I remember all the angry collection agency calls and of course doing my best to ignore them because that’s how I generally handle my financial problems. I remember emotionally and financially letting down my friends and family over and over. They were so kind that they kept helping me out and bailing me out even though I showed no ability to stop my stupid behavior. Because of one series of terrible choices that significantly affected one of the 3 people I love more than even myself and my demon. When I let down this person, some spiritual sinew that was holding my morality together just snapped. I believe my soul fundamentally changed. At least I hope it was a change. Or maybe it was just its true nature coming into the light.

Because I let down that person, I have come to see myself as a majority bad person. I might have be a bad person who often does good things but I am still mostly dark at my core. If there was blood work for the soul, I’d peg my goodness percentage at 35%. It’s not Donald Trump evil but I would definitely watch yourself with me, especially with anything financial. Actually, I’m going to give myself some credit here. A brief respite in this long screed of self-loathing, if you will. If money isn’t involved, I’ve been told I’m a good friend. And since I turned mostly dark I’ve been gifted with a profound sense of shame and regret to go along with my bad nature. It keeps me mostly on the straight and narrow. Except when it comes to money. There’s no shame god or regret deity that can stop those urges.

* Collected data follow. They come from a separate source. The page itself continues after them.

//! Relational project portfolio.
//!
//! Where a [`crate::logframe::Logframe`] holds a single application, the
//! portfolio tracks many funded projects together with their results
//! framework, indicators, reporting periods, activities and budgets. Rows
//! are integer-keyed and owned by a project; deleting a project removes
//! everything it owns.

pub mod admin;
pub mod dashboard;
pub mod periods;
pub mod store;

use chrono::NaiveDate;
use serde::{Deserialize, Serialize};
use std::fmt;

pub use admin::{PROJECT_FIELDS, UpsertSummary, export_projects_csv, projects_sheet, upsert_projects};
pub use dashboard::{
    BudgetTotals, PortfolioMetrics, RecentEntry, StrategicStatus, budget_totals,
    portfolio_metrics, project_progress_pct, recent_activity, strategic_status,
};
pub use periods::{
    generate_missing_periods, generate_reporting_periods, mark_overdue_periods, overlaps,
};
pub use store::{
    ActivityInput, BudgetLineInput, FrameworkNodeInput, IndicatorInput, PortfolioStore,
    ProjectInput, StrategicIndicatorInput,
};

pub type RowId = u64;

/// Overhead applied when a project does not state one.
pub const DEFAULT_OVERHEAD_RATE: f64 = 0.15;

macro_rules! labelled_enum {
    ($(#[$meta:meta])* $name:ident { $($variant:ident => $label:literal),+ $(,)? }) => {
        $(#[$meta])*
        #[derive(Clone, Copy, Debug, PartialEq, Eq, Hash, Serialize, Deserialize)]
        #[serde(rename_all = "snake_case")]
        pub enum $name {
            $($variant),+
        }

        impl $name {
            pub const ALL: &'static [$name] = &[$($name::$variant),+];

            pub fn as_str(&self) -> &'static str {
                match self {
                    $($name::$variant => $label),+
                }
            }

            /// Case-insensitive; spaces and hyphens count as underscores.
            pub fn parse(value: &str) -> Option<Self> {
                let wanted = value.trim().to_lowercase().replace([' ', '-'], "_");
                Self::ALL.iter().copied().find(|v| v.as_str() == wanted)
            }
        }

        impl fmt::Display for $name {
            fn fmt(&self, f: &mut fmt::Formatter<'_>) -> fmt::Result {
                f.write_str(self.as_str())
            }
        }
    };
}

labelled_enum!(
    /// Lifecycle of a project or a portfolio activity.
    ProjectStatus {
        Planned => "planned",
        InProgress => "in_progress",
        Completed => "completed",
    }
);

labelled_enum!(
    PeriodStatus {
        Planned => "planned",
        Open => "open",
        Submitted => "submitted",
        Approved => "approved",
        Overdue => "overdue",
    }
);

labelled_enum!(
    FrameworkLevel {
        Output => "output",
        Outcome => "outcome",
    }
);

labelled_enum!(
    /// Which way an indicator has to move to be on track.
    Direction {
        Increase => "increase",
        Decrease => "decrease",
    }
);

labelled_enum!(
    QaStatus {
        Draft => "draft",
        Approved => "approved",
    }
);

impl Default for ProjectStatus {
    fn default() -> Self {
        ProjectStatus::Planned
    }
}

impl Default for QaStatus {
    fn default() -> Self {
        QaStatus::Draft
    }
}

impl Direction {
    /// Whether `actual` meets `target` in this direction.
    pub fn on_track(&self, actual: f64, target: f64) -> bool {
        match self {
            Direction::Increase => actual >= target,
            Direction::Decrease => actual <= target,
        }
    }
}

#[derive(Clone, Debug, PartialEq, Serialize, Deserialize)]
pub struct Project {
    pub id: RowId,
    pub title: String,
    pub description: String,
    pub start_date: NaiveDate,
    pub end_date: NaiveDate,
    pub status: ProjectStatus,
    /// Manager e-mail address.
    pub manager_user: String,
    pub funder: String,
    pub overhead_rate: f64,
    pub notes: String,
    pub revised_on: Option<NaiveDate>,
}

#[derive(Clone, Debug, PartialEq, Serialize, Deserialize)]
pub struct FrameworkNode {
    pub id: RowId,
    pub project_id: RowId,
    pub level: FrameworkLevel,
    pub parent_node_id: Option<RowId>,
    pub title: String,
    pub description: String,
    pub sort_order: i32,
}

#[derive(Clone, Debug, PartialEq, Serialize, Deserialize)]
pub struct Indicator {
    pub id: RowId,
    pub project_id: RowId,
    /// Usually an output node.
    pub framework_node_id: RowId,
    pub name: String,
    pub unit: String,
    pub direction: Direction,
    pub requires_disaggregation: bool,
    pub tags: String,
}

#[derive(Clone, Debug, PartialEq, Serialize, Deserialize)]
pub struct ReportingPeriod {
    pub id: RowId,
    pub project_id: RowId,
    /// "Baseline" or "Q<n> <year>", unique within a project.
    pub label: String,
    pub start_date: NaiveDate,
    pub end_date: NaiveDate,
    pub due_date: NaiveDate,
    pub status: PeriodStatus,
}

#[derive(Clone, Debug, PartialEq, Serialize, Deserialize)]
pub struct IndicatorTarget {
    pub id: RowId,
    pub indicator_id: RowId,
    pub period_id: RowId,
    pub target_value: f64,
}

#[derive(Clone, Debug, PartialEq, Serialize, Deserialize)]
pub struct IndicatorActual {
    pub id: RowId,
    pub indicator_id: RowId,
    pub period_id: RowId,
    pub actual_value: f64,
    pub qa_status: QaStatus,
}

#[derive(Clone, Debug, PartialEq, Serialize, Deserialize)]
pub struct PortfolioActivity {
    pub id: RowId,
    pub project_id: RowId,
    /// Always an output node of the same project.
    pub framework_node_id: RowId,
    pub title: String,
    pub start_date: NaiveDate,
    pub end_date: NaiveDate,
    pub status: ProjectStatus,
    pub owner_user: String,
}

#[derive(Clone, Debug, PartialEq, Serialize, Deserialize)]
pub struct PlannedBudgetLine {
    pub id: RowId,
    pub project_id: RowId,
    pub activity_id: RowId,
    pub fiscal_year: String,
    pub planned_amount: f64,
    pub actual_amount: f64,
}

#[derive(Clone, Debug, PartialEq, Serialize, Deserialize)]
pub struct StrategicIndicator {
    pub id: RowId,
    /// Unique across the portfolio.
    pub code: String,
    pub name: String,
    pub unit: String,
    pub direction: Direction,
}

#[derive(Clone, Debug, PartialEq, Serialize, Deserialize)]
pub struct IndicatorMapping {
    pub id: RowId,
    pub indicator_id: RowId,
    pub strategic_indicator_id: RowId,
}

#[cfg(test)]
mod tests {
    use super::*;

    #[test]
    fn labels_parse_loosely() {
        assert_eq!(ProjectStatus::parse("In Progress"), Some(ProjectStatus::InProgress));
        assert_eq!(ProjectStatus::parse("in-progress"), Some(ProjectStatus::InProgress));
        assert_eq!(PeriodStatus::parse("OVERDUE"), Some(PeriodStatus::Overdue));
        assert_eq!(Direction::parse("sideways"), None);
        assert_eq!(ProjectStatus::InProgress.to_string(), "in_progress");
    }

    #[test]
    fn direction_decides_on_track() {
        assert!(Direction::Increase.on_track(10.0, 10.0));
        assert!(!Direction::Increase.on_track(9.0, 10.0));
        assert!(Direction::Decrease.on_track(3.0, 5.0));
    }
}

Years have passed since I let down that person. I still feel the same way about my essence and I don’t really think I’ll ever be able to forgive myself for what I did. Even though the victims of my actions, in particular that one person, forgave me that isn’t enough to forgive myself.

I remember devastating my credit and eventually having to declare bankruptcy last year because I got fired from a job I probably should have never accepted or even applied for. It was not the first time I took a job that was way over my head and subsequently got fired for it. It wouldn’t even be the 2nd or 3rd time. See a pattern forming? Those are the clouds gathering. Well, that’s not really true. “Gathering” implies that they have yet to fully arrive. They’ve been here for years.

I don’t know why I spilled all this shit. I’m not trying to get pity or sympathy. Every choice I’ve made in my life I’ve made with my eyes wide open and in full knowledge of the moral quality of those actions.

It is all on me.

Maybe there’s a happy ending? I haven’t given up yet. The demon outweighs me by a thousand pounds and he’s smarter than me and he’s more charming than me and he’s quicker than me and he has a huge army of likeminded gargoyles behind him.

The odds don’t look good. But what my old friend does not realize is that I’m no longer asleep. This time around, my eyes are truly wide open.